Bioactivity of EI-tPA in hiNPC in vitro. (a) Representative IF microscopy images of hiNPCs and hSCs immunostained to detect Nestin (red) and labeled with DAPI (blue) (n = 3 per group). As a control, hiNPC were incubated with secondary antibody only and with DAPI (right-hand panel). Scale bar 40 µm. (b) mRNAs encoding Nestin, Sox2, and CD24 in hiNPC and hSCs. Human EID2 mRNA was quantified as a normalizer (*P < 0.05 by Student's t-test, mean ± SEM; n = 4). (c) hiNPC were treated with EI-tPA (0–12 nM) for 15 min (n = 3 independent studies). In some wells, MK801 (1 µM) was added prior to EI-tPA (n = 2 independent studies). Equal amounts of cellular protein (20 µg) were subjected to immunoblot analysis to detect phospho-Akt and GAPDH. (d) Akt phosphorylation immunoblots were subjected to densitometry. Levels of phospho-Akt were standardized using GAPDH (*P < 0.05 by one-way ANOVA, Neuman Keuls post hoc test, mean ± SEM). (e) hiNPC in culture were treated with EI-tPA (0–12 nM). ERK1/2 phosphorylation and total ERK1/2 were determined. (f) Densitometry analysis of phospho-ERK1/2 and GAPDH (*P < 0.05 by one-way ANOVA followed by Neuman Keuls post hoc test, mean ± SEM; n = 3 independent experiments). (g) Cultured hiNPC were treated El-tPA (12 nM) or vehicle for 48 h.

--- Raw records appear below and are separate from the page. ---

//! Declarative descriptors for the nodes of a command.

use crate::context::{CommandContext, ErasedValue};
use crate::error::{ParseError, ParseResult};
use crate::input::CommandInput;
use crate::parser::{ArgumentParser, ParserDescriptor};
use crate::suggestion::SuggestionProvider;
use std::any::{type_name, Any, TypeId};
use std::fmt;
use std::sync::Arc;

/// One element of a command: a literal keyword or a named argument.
pub struct CommandComponent<S> {
    name: String,
    kind: ComponentKind<S>,
    description: Option<String>,
}

pub enum ComponentKind<S> {
    Literal { aliases: Vec<String> },
    Argument(ArgumentComponent<S>),
}

pub struct ArgumentComponent<S> {
    parser: ParserDescriptor<S>,
    optional: bool,
    default: Option<DefaultValue<S>>,
    suggestions: Option<Arc<dyn SuggestionProvider<S>>>,
}

impl<S> CommandComponent<S> {
    pub fn literal(name: impl Into<String>) -> Self {
        Self::literal_with_aliases(name, Vec::<String>::new())
    }

    pub fn literal_with_aliases<I, A>(name: impl Into<String>, aliases: I) -> Self
    where
        I: IntoIterator<Item = A>,
        A: Into<String>,
    {
        Self {
            name: name.into(),
            kind: ComponentKind::Literal {
                aliases: aliases.into_iter().map(Into::into).collect(),
            },
            description: None,
        }
    }

    pub fn required(name: impl Into<String>, parser: impl ArgumentParser<S>) -> Self {
        Self::argument(name, ParserDescriptor::of(parser), false, None)
    }

    /// Required argument backed by an already erased parser, e.g. one taken
    /// from a [`ParserRegistry`](crate::ParserRegistry).
    pub fn required_with(name: impl Into<String>, parser: ParserDescriptor<S>) -> Self {
        Self::argument(name, parser, false, None)
    }

    /// Optional argument. Left unbound when omitted.
    pub fn optional(name: impl Into<String>, parser: impl ArgumentParser<S>) -> Self {
        Self::argument(name, ParserDescriptor::of(parser), true, None)
    }

    pub fn optional_with(name: impl Into<String>, parser: ParserDescriptor<S>) -> Self {
        Self::argument(name, parser, true, None)
    }

    /// Optional argument bound to `default` when omitted.
    pub fn optional_with_default(
        name: impl Into<String>,
        parser: impl ArgumentParser<S>,
        default: DefaultValue<S>,
    ) -> Self {
        Self::argument(name, ParserDescriptor::of(parser), true, Some(default))
    }

    fn argument(
        name: impl Into<String>,
        parser: ParserDescriptor<S>,
        optional: bool,
        default: Option<DefaultValue<S>>,
    ) -> Self {
        Self {
            name: name.into(),
            kind: ComponentKind::Argument(ArgumentComponent {
                parser,
                optional,
                default,
                suggestions: None,
            }),
            description: None,
        }
    }

    pub fn with_description(mut self, description: impl Into<String>) -> Self {
        self.description = Some(description.into());
        self
    }

    /// Replace the parser's own suggestions. No effect on literals.
    pub fn with_suggestions(mut self, provider: impl SuggestionProvider<S>) -> Self {
        if let ComponentKind::Argument(argument) = &mut self.kind {
            argument.suggestions = Some(Arc::new(provider));
        }
        self
    }

    /// Like [`with_suggestions`](Self::with_suggestions), for a shared
    /// provider such as one looked up in a
    /// [`ParserRegistry`](crate::ParserRegistry).
    pub fn with_suggestions_arc(mut self, provider: Arc<dyn SuggestionProvider<S>>) -> Self {
        if let ComponentKind::Argument(argument) = &mut self.kind {
            argument.suggestions = Some(provider);
        }
        self
    }

    pub fn name(&self) -> &str {
        &self.name
    }

    pub fn kind(&self) -> &ComponentKind<S> {
        &self.kind
    }

    pub fn description(&self) -> Option<&str> {
        self.description.as_deref()
    }

    pub fn is_literal(&self) -> bool {
        matches!(self.kind, ComponentKind::Literal { .. })
    }

    pub fn as_argument(&self) -> Option<&ArgumentComponent<S>> {
        match &self.kind {
            ComponentKind::Argument(argument) => Some(argument),
            ComponentKind::Literal { .. } => None,
        }
    }

    pub fn aliases(&self) -> &[String] {
        match &self.kind {
            ComponentKind::Literal { aliases } => aliases,
            ComponentKind::Argument(_) => &[],
        }
    }

    pub fn is_optional(&self) -> bool {
        self.as_argument().is_some_and(|a| a.optional)
    }

    pub fn is_variable_arity(&self) -> bool {
        self.as_argument()
            .is_some_and(|a| a.parser.is_variable_arity())
    }

    /// Exact, case-sensitive match against the name or an alias.
    pub fn matches_literal(&self, token: &str) -> bool {
        self.is_literal() && (self.name == token || self.aliases().iter().any(|a| a == token))
    }

    /// Name and aliases of a literal. Empty for arguments.
    pub(crate) fn literal_names(&self) -> impl Iterator<Item = &str> {
        let names: Vec<&str> = if self.is_literal() {
            std::iter::once(self.name.as_str())
                .chain(self.aliases().iter().map(String::as_str))
                .collect()
        } else {
            Vec::new()
        };
        names.into_iter()
    }

    /// `name`, `<name>` or `[name]`.
    pub fn syntax(&self) -> String {
        match &self.kind {
            ComponentKind::Literal { .. } => self.name.clone(),
            ComponentKind::Argument(a) if a.optional => format!("[{}]", self.name),
            ComponentKind::Argument(_) => format!("<{}>", self.name),
        }
    }
}

impl<S> ArgumentComponent<S> {
    pub fn parser(&self) -> &ParserDescriptor<S> {
        &self.parser
    }

    pub fn is_optional(&self) -> bool {
        self.optional
    }

    pub fn default_value(&self) -> Option<&DefaultValue<S>> {
        self.default.as_ref()
    }

    pub(crate) fn suggestion_override(&self) -> Option<&Arc<dyn SuggestionProvider<S>>> {
        self.suggestions.as_ref()
    }
}

impl<S> Clone for CommandComponent<S> {
    fn clone(&self) -> Self {
        Self {
            name: self.name.clone(),
            kind: match &self.kind {
                ComponentKind::Literal { aliases } => ComponentKind::Literal {
                    aliases: aliases.clone(),
                },
                ComponentKind::Argument(a) => ComponentKind::Argument(ArgumentComponent {
                    parser: a.parser.clone(),
                    optional: a.optional,
                    default: a.default.clone(),
                    suggestions: a.suggestions.clone(),
                }),
            },
            description: self.description.clone(),
        }
    }
}

impl<S> fmt::Debug for CommandComponent<S> {
    fn fmt(&self, f: &mut fmt::Formatter<'_>) -> fmt::Result {
        let mut out = f.debug_struct("CommandComponent");
        out.field("name", &self.name);
        match &self.kind {
            ComponentKind::Literal { aliases } => out.field("aliases", aliases),
            ComponentKind::Argument(a) => out
                .field("parser", &a.parser)
                .field("optional", &a.optional)
                .field("default", &a.default),
        };
        out.finish()
    }
}

// ============================================================================
// Default Values
// ============================================================================

/// Value bound to an optional argument that is absent from the input.
pub struct DefaultValue<S> {
    source: DefaultSource<S>,
}

type Supplier<S> = Arc<dyn Fn(&CommandContext<S>) -> ErasedValue + Send + Sync>;

enum DefaultSource<S> {
    Constant {
        value: ErasedValue,
        value_type: TypeId,
        type_name: &'static str,
    },
    Parsed(String),
    Dynamic {
        supplier: Supplier<S>,
        value_type: TypeId,
        type_name: &'static str,
    },
}

impl<S> DefaultValue<S> {
    /// A fixed value, shared by every invocation.
    pub fn constant<T: Any + Send + Sync>(value: T) -> Self {
        Self {
            source: DefaultSource::Constant {
                value: Arc::new(value),
                value_type: TypeId::of::<T>(),
                type_name: type_name::<T>(),
            },
        }
    }

    /// Text fed through the argument's own parser, as if the caller typed it.
    pub fn parsed(text: impl Into<String>) -> Self {
        Self {
            source: DefaultSource::Parsed(text.into()),
        }
    }

    /// Computed from the context each time the argument is omitted.
    pub fn dynamic<T, F>(supplier: F) -> Self
    where
        S: 'static,
        T: Any + Send + Sync,
        F: Fn(&CommandContext<S>) -> T + Send + Sync + 'static,
    {
        Self {
            source: DefaultSource::Dynamic {
                supplier: Arc::new(move |ctx: &CommandContext<S>| {
                    Arc::new(supplier(ctx)) as ErasedValue
                }),
                value_type: TypeId::of::<T>(),
                type_name: type_name::<T>(),
            },
        }
    }

    /// Static type of the value, unknown for parsed defaults.
    pub(crate) fn value_type(&self) -> Option<(TypeId, &'static str)> {
        match &self.source {
            DefaultSource::Constant {
                value_type,
                type_name,
                ..
            }
            | DefaultSource::Dynamic {
                value_type,
                type_name,
                ..
            } => Some((*value_type, *type_name)),
            DefaultSource::Parsed(_) => None,
        }
    }

    pub(crate) async fn resolve(
        &self,
        parser: &ParserDescriptor<S>,
        context: &mut CommandContext<S>,
    ) -> ParseResult<ErasedValue> {
        match &self.source {
            DefaultSource::Constant { value, .. } => Ok(Arc::clone(value)),
            DefaultSource::Dynamic { supplier, .. } => Ok(supplier(&*context)),
            DefaultSource::Parsed(text) => {
                let mut input = CommandInput::new(text.as_str());
                let value = parser.parse(context, &mut input).await?;
                if !input.is_empty() {
                    return Err(ParseError::invalid(
                        text.as_str(),
                        format!("a single value, '{}' left over", input.remaining_input().trim()),
                    ));
                }
                Ok(value)
            }
        }
    }
}

impl<S> Clone for DefaultValue<S> {
    fn clone(&self) -> Self {
        let source = match &self.source {
            DefaultSource::Constant {
                value,
                value_type,
                type_name,
            } => DefaultSource::Constant {
                value: Arc::clone(value),
                value_type: *value_type,
                type_name: *type_name,
            },
            DefaultSource::Parsed(text) => DefaultSource::Parsed(text.clone()),
            DefaultSource::Dynamic {
                supplier,
                value_type,
                type_name,
            } => DefaultSource::Dynamic {
                supplier: Arc::clone(supplier),
                value_type: *value_type,
                type_name: *type_name,
            },
        };
        Self { source }
    }
}

impl<S> fmt::Debug for DefaultValue<S> {
    fn fmt(&self, f: &mut fmt::Formatter<'_>) -> fmt::Result {
        match &self.source {
            DefaultSource::Constant { type_name, .. } => {
                f.debug_tuple("Constant").field(type_name).finish()
            }
            DefaultSource::Parsed(text) => f.debug_tuple("Parsed").field(text).finish(),
            DefaultSource::Dynamic { type_name, .. } => {
                f.debug_tuple("Dynamic").field(type_name).finish()
            }
        }
    }
}

#[cfg(test)]
mod tests {
    use super::*;
    use crate::parser::{IntegerParser, StringParser};

    #[test]
    fn test_syntax_rendering() {
        let literal = CommandComponent::<()>::literal("give");
        let required = CommandComponent::<()>::required("item", StringParser::single());
        let optional = CommandComponent::<()>::optional("amount", IntegerParser::new());
        assert_eq!(literal.syntax(), "give");
        assert_eq!(required.syntax(), "<item>");
        assert_eq!(optional.syntax(), "[amount]");
    }

    #[test]
    fn test_literal_matching_is_exact() {
        let literal = CommandComponent::<()>::literal_with_aliases("teleport", ["tp"]);
        assert!(literal.matches_literal("teleport"));
        assert!(literal.matches_literal("tp"));
        assert!(!literal.matches_literal("TP"));
        assert_eq!(literal.literal_names().collect::<Vec<_>>(), vec!["teleport", "tp"]);

        let argument = CommandComponent::<()>::required("tp", StringParser::single());
        assert!(!argument.matches_literal("tp"));
        assert_eq!(argument.literal_names().count(), 0);
    }

    #[tokio::test]
    async fn test_default_sources() {
        let parser = ParserDescriptor::of(IntegerParser::new());
        let mut ctx = CommandContext::new(Arc::new(()), "give stone");

        let constant = DefaultValue::<()>::constant(1i64);
        let value = constant.resolve(&parser, &mut ctx).await.unwrap();
        assert_eq!(value.downcast_ref::<i64>(), Some(&1));
        assert_eq!(constant.value_type().map(|(id, _)| id), Some(TypeId::of::<i64>()));

        let parsed = DefaultValue::<()>::parsed("64");
        let value = parsed.resolve(&parser, &mut ctx).await.unwrap();
        assert_eq!(value.downcast_ref::<i64>(), Some(&64));
        assert!(parsed.value_type().is_none());

        let dynamic = DefaultValue::<()>::dynamic(|ctx: &CommandContext<()>| {
            ctx.raw_input().len() as i64
        });
        let value = dynamic.resolve(&parser, &mut ctx).await.unwrap();
        assert_eq!(value.downcast_ref::<i64>(), Some(&10));
    }

    #[tokio::test]
    async fn test_bad_parsed_default_fails() {
        let parser = ParserDescriptor::of(IntegerParser::new());
        let mut ctx = CommandContext::new(Arc::new(()), "");
        let parsed = DefaultValue::<()>::parsed("many");
        assert!(parsed.resolve(&parser, &mut ctx).await.is_err());
    }

    #[tokio::test]
    async fn test_parsed_default_rejects_leftover_text() {
        let parser = ParserDescriptor::of(IntegerParser::new());
        let mut ctx = CommandContext::new(Arc::new(()), "");

        let err = DefaultValue::<()>::parsed("5 extra")
            .resolve(&parser, &mut ctx)
            .await
            .unwrap_err();
        assert!(matches!(err, ParseError::InvalidValue { ref input, .. } if input == "5 extra"));

        let padded = DefaultValue::<()>::parsed("5 ");
        let value = padded.resolve(&parser, &mut ctx).await.unwrap();
        assert_eq!(value.downcast_ref::<i64>(), Some(&5));
    }
}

RT-qPCR was performed to compare mRNA levels for Nestin, Sox2, CD24, and LRP1 (*P < 0.05 by Student t-test, mean ± SEM; n = 5 replicates per group;). (h) hiNPC were treated with thrombin (5 units/mL), in the presence of vehicle or 12 nM EI-tPA for 18 hours. Cell extracts were analyzed using the Cell Death ELISA (*P < 0.05 by one-way ANOVA with a Neuman Keuls post-hoc test, mean ± SEM; n = 3–8 replicates per group).